#### Work required:
Could you copy, exactly as written, every line from the first line of the records through the one containing "a change is"?

───── Input data ─────

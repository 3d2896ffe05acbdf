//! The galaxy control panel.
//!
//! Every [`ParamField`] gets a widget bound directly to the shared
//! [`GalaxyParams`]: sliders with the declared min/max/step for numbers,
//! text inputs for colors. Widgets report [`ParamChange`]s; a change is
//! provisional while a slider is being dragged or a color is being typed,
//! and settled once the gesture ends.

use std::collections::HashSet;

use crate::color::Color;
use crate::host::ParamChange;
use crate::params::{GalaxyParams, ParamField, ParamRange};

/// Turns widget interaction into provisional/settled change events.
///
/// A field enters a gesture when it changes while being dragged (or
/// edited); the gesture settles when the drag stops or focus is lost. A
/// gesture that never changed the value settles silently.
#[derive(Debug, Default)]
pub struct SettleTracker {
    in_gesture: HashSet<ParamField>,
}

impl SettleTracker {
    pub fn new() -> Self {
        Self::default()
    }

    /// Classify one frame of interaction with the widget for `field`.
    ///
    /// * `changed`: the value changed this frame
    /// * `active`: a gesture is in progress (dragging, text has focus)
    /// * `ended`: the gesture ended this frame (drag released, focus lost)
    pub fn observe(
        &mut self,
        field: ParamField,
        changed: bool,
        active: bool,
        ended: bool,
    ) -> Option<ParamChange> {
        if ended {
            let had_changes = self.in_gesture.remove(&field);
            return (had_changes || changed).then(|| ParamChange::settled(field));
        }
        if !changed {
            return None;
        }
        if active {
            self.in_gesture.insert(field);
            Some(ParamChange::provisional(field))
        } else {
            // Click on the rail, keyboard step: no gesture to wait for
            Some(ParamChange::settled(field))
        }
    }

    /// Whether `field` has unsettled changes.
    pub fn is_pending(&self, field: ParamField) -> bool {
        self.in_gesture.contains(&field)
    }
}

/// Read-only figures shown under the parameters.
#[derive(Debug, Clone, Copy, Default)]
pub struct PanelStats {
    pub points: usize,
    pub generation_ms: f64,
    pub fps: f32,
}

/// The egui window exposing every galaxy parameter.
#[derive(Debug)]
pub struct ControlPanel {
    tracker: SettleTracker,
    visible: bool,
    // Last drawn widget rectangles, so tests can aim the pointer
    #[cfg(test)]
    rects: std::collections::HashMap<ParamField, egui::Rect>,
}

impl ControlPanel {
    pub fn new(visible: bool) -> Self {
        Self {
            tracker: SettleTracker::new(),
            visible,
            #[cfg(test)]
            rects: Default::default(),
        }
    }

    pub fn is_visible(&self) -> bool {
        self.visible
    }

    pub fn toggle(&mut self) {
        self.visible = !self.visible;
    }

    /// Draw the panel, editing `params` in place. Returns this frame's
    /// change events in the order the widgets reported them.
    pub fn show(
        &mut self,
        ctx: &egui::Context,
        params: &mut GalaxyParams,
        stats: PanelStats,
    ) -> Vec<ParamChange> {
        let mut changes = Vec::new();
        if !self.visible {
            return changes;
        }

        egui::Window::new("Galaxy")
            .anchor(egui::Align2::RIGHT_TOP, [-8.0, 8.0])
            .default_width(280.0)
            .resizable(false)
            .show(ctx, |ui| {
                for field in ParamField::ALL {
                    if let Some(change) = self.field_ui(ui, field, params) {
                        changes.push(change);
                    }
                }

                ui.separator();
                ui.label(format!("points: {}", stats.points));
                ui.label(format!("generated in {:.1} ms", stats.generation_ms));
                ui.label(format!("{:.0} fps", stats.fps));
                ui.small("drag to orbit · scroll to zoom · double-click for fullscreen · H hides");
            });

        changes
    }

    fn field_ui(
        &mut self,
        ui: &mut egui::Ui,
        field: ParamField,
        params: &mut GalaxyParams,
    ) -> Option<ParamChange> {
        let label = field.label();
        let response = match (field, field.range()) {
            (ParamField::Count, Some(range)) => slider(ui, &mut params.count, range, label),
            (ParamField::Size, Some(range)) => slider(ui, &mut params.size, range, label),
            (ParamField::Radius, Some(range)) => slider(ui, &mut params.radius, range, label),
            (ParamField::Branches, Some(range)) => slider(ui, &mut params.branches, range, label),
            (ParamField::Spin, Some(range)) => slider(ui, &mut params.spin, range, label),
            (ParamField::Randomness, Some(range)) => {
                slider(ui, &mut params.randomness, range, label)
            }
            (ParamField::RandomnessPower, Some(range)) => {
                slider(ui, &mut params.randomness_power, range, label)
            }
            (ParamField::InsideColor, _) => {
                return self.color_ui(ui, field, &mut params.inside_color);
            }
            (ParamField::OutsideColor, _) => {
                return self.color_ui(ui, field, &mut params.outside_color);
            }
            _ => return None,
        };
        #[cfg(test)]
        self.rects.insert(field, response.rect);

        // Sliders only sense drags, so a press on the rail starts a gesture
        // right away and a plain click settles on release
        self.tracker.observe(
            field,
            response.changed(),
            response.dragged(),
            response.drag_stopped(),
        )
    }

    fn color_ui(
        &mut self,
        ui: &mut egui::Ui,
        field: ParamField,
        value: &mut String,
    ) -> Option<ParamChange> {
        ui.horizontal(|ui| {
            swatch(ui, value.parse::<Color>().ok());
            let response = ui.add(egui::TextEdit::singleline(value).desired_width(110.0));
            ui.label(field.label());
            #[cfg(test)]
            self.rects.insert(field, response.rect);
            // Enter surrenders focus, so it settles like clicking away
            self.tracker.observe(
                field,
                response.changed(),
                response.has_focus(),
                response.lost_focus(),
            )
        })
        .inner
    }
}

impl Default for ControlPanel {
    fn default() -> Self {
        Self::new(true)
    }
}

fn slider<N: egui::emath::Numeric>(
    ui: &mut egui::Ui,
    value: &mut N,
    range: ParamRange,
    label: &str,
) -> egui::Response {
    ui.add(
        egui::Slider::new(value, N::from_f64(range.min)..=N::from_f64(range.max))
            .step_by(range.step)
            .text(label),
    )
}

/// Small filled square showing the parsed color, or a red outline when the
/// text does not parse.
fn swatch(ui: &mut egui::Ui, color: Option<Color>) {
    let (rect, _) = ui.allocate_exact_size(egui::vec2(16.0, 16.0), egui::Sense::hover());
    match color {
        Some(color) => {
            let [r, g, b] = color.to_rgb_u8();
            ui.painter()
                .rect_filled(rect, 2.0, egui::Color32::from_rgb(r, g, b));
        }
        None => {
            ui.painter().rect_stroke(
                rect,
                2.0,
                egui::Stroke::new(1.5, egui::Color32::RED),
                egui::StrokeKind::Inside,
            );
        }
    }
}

─────

#### Solved problem:
repository 3d2896ffe05acbdf
//! The galaxy control panel.
//!
//! Every [`ParamField`] gets a widget bound directly to the shared
//! [`GalaxyParams`]: sliders with the declared min/max/step for numbers,
//! text inputs for colors. Widgets report [`ParamChange`]s; a change is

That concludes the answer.